(RECORDS FOR THE TASK Opens)

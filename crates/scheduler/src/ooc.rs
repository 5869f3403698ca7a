//! Out-of-core column-group cycling.
//!
//! The IO thread reads the next column group of every registered shard in
//! the background. When the load completes the controller quiesces the
//! local partitions through the [`PartitionGate`](crate::PartitionGate),
//! installs the new shards and releases the partitions again.

use std::sync::Arc;
use std::thread::JoinHandle;

use tracing::{debug, info};

use strads_core::{select_ooc_ranges, ShardSpec};
use strads_dshard::{load_shard, DataShard, ShardTag};
use strads_wire::{OocLoadCmd, Queue};

use crate::context::MachineContext;
use crate::error::SchedError;

/// Load column group `h_modulo` of every shard in `specs` for this machine.
pub fn load_group(
    ctx: &MachineContext,
    specs: &[ShardSpec],
    h_modulo: usize,
    oocdpartitions: usize,
) -> Result<Vec<DataShard>, SchedError> {
    let cols = ctx.machine_range();
    let select = select_ooc_ranges(&ctx.table.param_ranges(), h_modulo, oocdpartitions, cols);
    let tag = ShardTag {
        h_modulo,
        oocdpartitions,
    };
    specs
        .iter()
        .map(|spec| {
            load_shard(&spec.path, &spec.alias, spec.kind, cols, Some(&select), tag)
                .map_err(SchedError::from)
        })
        .collect()
}

/// Load the first shard for `spec`: the whole machine range, or column
/// group 0 when out-of-core cycling is enabled.
pub fn load_initial(ctx: &MachineContext, spec: &ShardSpec) -> Result<DataShard, SchedError> {
    let g = ctx.ooc_partitions;
    if g > 1 {
        return load_group(ctx, std::slice::from_ref(spec), 0, g)?
            .pop()
            .ok_or_else(|| SchedError::Protocol(format!("no shard read for {}", spec.alias)));
    }
    Ok(load_shard(
        &spec.path,
        &spec.alias,
        spec.kind,
        ctx.machine_range(),
        None,
        ShardTag::whole(),
    )?)
}

// ── IO thread ───────────────────────────────────────────────────────

#[derive(Debug, Clone)]
pub struct OocRequest {
    pub h_modulo: usize,
    pub oocdpartitions: usize,
    pub specs: Vec<ShardSpec>,
}

#[derive(Debug)]
pub struct OocLoaded {
    pub h_modulo: usize,
    pub shards: Vec<DataShard>,
}

#[derive(Debug)]
enum IoCommand {
    Load(OocRequest),
    Shutdown,
}

/// Background loader with a blocking command queue and a result queue.
#[derive(Debug)]
pub struct OocIoThread {
    cmdq: Queue<IoCommand>,
    resq: Queue<Result<OocLoaded, SchedError>>,
    handle: Option<JoinHandle<()>>,
}

impl OocIoThread {
    pub fn spawn(ctx: Arc<MachineContext>) -> Result<Self, SchedError> {
        let cmdq: Queue<IoCommand> = Queue::new("ooc-cmdq");
        let resq: Queue<Result<OocLoaded, SchedError>> = Queue::new("ooc-resq");
        let (rx, tx) = (cmdq.clone(), resq.clone());
        let handle = std::thread::Builder::new()
            .name(format!("strads-ooc-{}", ctx.mid))
            .spawn(move || {
                while let Ok(IoCommand::Load(req)) = rx.pop() {
                    debug!(mid = ctx.mid, h_modulo = req.h_modulo, "ooc load started");
                    let res = load_group(&ctx, &req.specs, req.h_modulo, req.oocdpartitions)
                        .map(|shards| OocLoaded {
                            h_modulo: req.h_modulo,
                            shards,
                        });
                    if tx.push(res).is_err() {
                        break;
                    }
                }
            })?;
        Ok(Self {
            cmdq,
            resq,
            handle: Some(handle),
        })
    }

    pub fn submit(&self, req: OocRequest) -> Result<(), SchedError> {
        self.cmdq.push(IoCommand::Load(req))?;
        Ok(())
    }

    pub fn try_result(&self) -> Result<Option<Result<OocLoaded, SchedError>>, SchedError> {
        Ok(self.resq.try_pop()?)
    }

    pub fn shutdown(&mut self) {
        let _ = self.cmdq.push(IoCommand::Shutdown);
        if let Some(h) = self.handle.take() {
            let _ = h.join();
        }
    }
}

impl Drop for OocIoThread {
    fn drop(&mut self) {
        self.shutdown();
    }
}

// ── Controller ──────────────────────────────────────────────────────

/// Tracks the registered shards and the single in-flight load.
#[derive(Debug)]
pub struct OocController {
    ctx: Arc<MachineContext>,
    specs: Vec<ShardSpec>,
    io: Option<OocIoThread>,
    in_flight: Option<usize>,
    current: usize,
    swaps: u64,
}

impl OocController {
    pub fn new(ctx: Arc<MachineContext>) -> Self {
        Self {
            ctx,
            specs: Vec::new(),
            io: None,
            in_flight: None,
            current: 0,
            swaps: 0,
        }
    }

    pub fn enabled(&self) -> bool {
        self.ctx.ooc_partitions > 1
    }

    /// Remember a loaded shard so later groups are read from the same file.
    pub fn register(&mut self, spec: ShardSpec) {
        self.specs.retain(|s| s.alias != spec.alias);
        self.specs.push(spec);
    }

    pub fn current_group(&self) -> usize {
        self.current
    }

    pub fn in_flight(&self) -> Option<usize> {
        self.in_flight
    }

    pub fn swaps(&self) -> u64 {
        self.swaps
    }

    /// Start loading the group named by `cmd`, or the next group when the
    /// command carries no explicit `h_modulo`.
    pub fn request(&mut self, cmd: &OocLoadCmd) -> Result<(), SchedError> {
        if !self.enabled() {
            debug!(mid = self.ctx.mid, "ooc load ignored, cycling disabled");
            return Ok(());
        }
        let g = self.ctx.ooc_partitions;
        if cmd.oocdpartitions as usize != g {
            return Err(SchedError::Protocol(format!(
                "ooc load for {} groups, machine is configured for {g}",
                cmd.oocdpartitions
            )));
        }
        if self.in_flight.is_some() {
            return Err(SchedError::LoadInFlight);
        }
        let h_modulo = if cmd.ooc_hmodflag {
            cmd.h_modulo as usize
        } else {
            (self.current + 1) % g
        };

        if self.io.is_none() {
            self.io = Some(OocIoThread::spawn(self.ctx.clone())?);
        }
        if let Some(io) = &self.io {
            io.submit(OocRequest {
                h_modulo,
                oocdpartitions: g,
                specs: self.specs.clone(),
            })?;
        }
        self.in_flight = Some(h_modulo);
        debug!(mid = self.ctx.mid, h_modulo, "ooc load requested");
        Ok(())
    }

    /// Complete a finished load. Returns `true` after a cutover.
    pub fn poll(&mut self) -> Result<bool, SchedError> {
        if self.in_flight.is_none() {
            return Ok(false);
        }
        let Some(io) = &self.io else {
            return Ok(false);
        };
        match io.try_result()? {
            Some(Ok(loaded)) => {
                self.cutover(loaded);
                Ok(true)
            }
            Some(Err(e)) => Err(e),
            None => Ok(false),
        }
    }

    /// Swap in `loaded` while every local partition is held off the gate.
    /// Only the partitions covered by the new group are let through again;
    /// the rest stay blocked until their own group comes round.
    pub fn cutover(&mut self, loaded: OocLoaded) {
        let lids = self.ctx.local_lids();
        self.ctx.gate.quiesce(&lids);
        let mut nonzero = 0;
        for shard in loaded.shards {
            nonzero += shard.nonzero();
            self.ctx.shards.install(shard);
        }
        let resident = self.ctx.refresh_residency();
        let woken = self.ctx.gate.release(&lids);

        self.current = loaded.h_modulo;
        self.in_flight = None;
        self.swaps += 1;
        info!(
            mid = self.ctx.mid,
            h_modulo = loaded.h_modulo,
            nonzero,
            resident = resident.len(),
            woken = woken.len(),
            "ooc shard swapped"
        );
    }

    pub fn shutdown(&mut self) {
        if let Some(mut io) = self.io.take() {
            io.shutdown();
        }
    }
}
//! In-process transport: encoded frames over a pair of channels.
//!
//! Every envelope is encoded on send and decoded on receive, so the
//! in-process cluster exercises exactly the validation a socket transport
//! would.

use std::sync::atomic::{AtomicU64, Ordering};

use bytes::Bytes;
use crossbeam_channel::{Receiver, Sender, TryRecvError};

use crate::error::WireError;
use crate::message::Envelope;
use crate::traits::Endpoint;

/// One end of a duplex frame connection.
#[derive(Debug)]
pub struct Link {
    local: i32,
    peer: i32,
    tx: Sender<Bytes>,
    rx: Receiver<Bytes>,
    seqno: AtomicU64,
}

/// Create a connected pair of links between rank `a` and rank `b`.
pub fn link_pair(a: i32, b: i32) -> (Link, Link) {
    let (a_tx, b_rx) = crossbeam_channel::unbounded();
    let (b_tx, a_rx) = crossbeam_channel::unbounded();
    (
        Link {
            local: a,
            peer: b,
            tx: a_tx,
            rx: a_rx,
            seqno: AtomicU64::new(0),
        },
        Link {
            local: b,
            peer: a,
            tx: b_tx,
            rx: b_rx,
            seqno: AtomicU64::new(0),
        },
    )
}

impl Link {
    fn disconnected(&self) -> WireError {
        WireError::Disconnected(format!("link {} -> {}", self.local, self.peer))
    }

    fn accept(&self, frame: Bytes) -> Result<Envelope, WireError> {
        let envelope = Envelope::decode(&frame)?;
        if envelope.header.dst_rank != self.local {
            return Err(WireError::Malformed(format!(
                "frame for rank {} arrived at rank {}",
                envelope.header.dst_rank, self.local
            )));
        }
        tracing::trace!(
            from = envelope.header.src_rank,
            to = self.local,
            seqno = envelope.header.seqno,
            kind = envelope.message.name(),
            "frame received"
        );
        Ok(envelope)
    }
}

impl Endpoint for Link {
    fn local_rank(&self) -> i32 {
        self.local
    }

    fn peer_rank(&self) -> i32 {
        self.peer
    }

    fn send(&self, mut envelope: Envelope) -> Result<(), WireError> {
        envelope.header.src_rank = self.local;
        envelope.header.dst_rank = self.peer;
        envelope.header.seqno = self.seqno.fetch_add(1, Ordering::Relaxed);
        let frame = envelope.encode()?;
        self.tx.send(frame).map_err(|_| self.disconnected())
    }

    fn recv(&self) -> Result<Envelope, WireError> {
        let frame = self.rx.recv().map_err(|_| self.disconnected())?;
        self.accept(frame)
    }

    fn try_recv(&self) -> Result<Option<Envelope>, WireError> {
        match self.rx.try_recv() {
            Ok(frame) => self.accept(frame).map(Some),
            Err(TryRecvError::Empty) => Ok(None),
            Err(TryRecvError::Disconnected) => Err(self.disconnected()),
        }
    }
}

#[cfg(test)]
mod tests {
    use super::*;
    use crate::message::Message;

    #[test]
    fn frames_are_stamped_with_ranks_and_seqno() {
        let (coord, sched) = link_pair(5, 1);
        coord.send(Envelope::new(Message::Shutdown)).unwrap();
        coord.send(Envelope::new(Message::WakeUp)).unwrap();

        let first = sched.recv().unwrap();
        assert_eq!(first.header.src_rank, 5);
        assert_eq!(first.header.dst_rank, 1);
        assert_eq!(first.header.seqno, 0);
        assert_eq!(sched.try_recv().unwrap().unwrap().header.seqno, 1);
        assert!(sched.try_recv().unwrap().is_none());
    }

    #[test]
    fn dropped_peer_reports_disconnect() {
        let (a, b) = link_pair(0, 1);
        drop(b);
        assert!(matches!(
            a.send(Envelope::new(Message::Shutdown)),
            Err(WireError::Disconnected(_))
        ));
    }
}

(RECORDS FOR THE TASK Closes)

→ EXERCISE DIRECTIONS
All lines with the word "registered" need to be copied from the data above.

→ PROBLEM SOLUTION
//! The IO thread reads the next column group of every registered shard in
/// Tracks the registered shards and the single in-flight load.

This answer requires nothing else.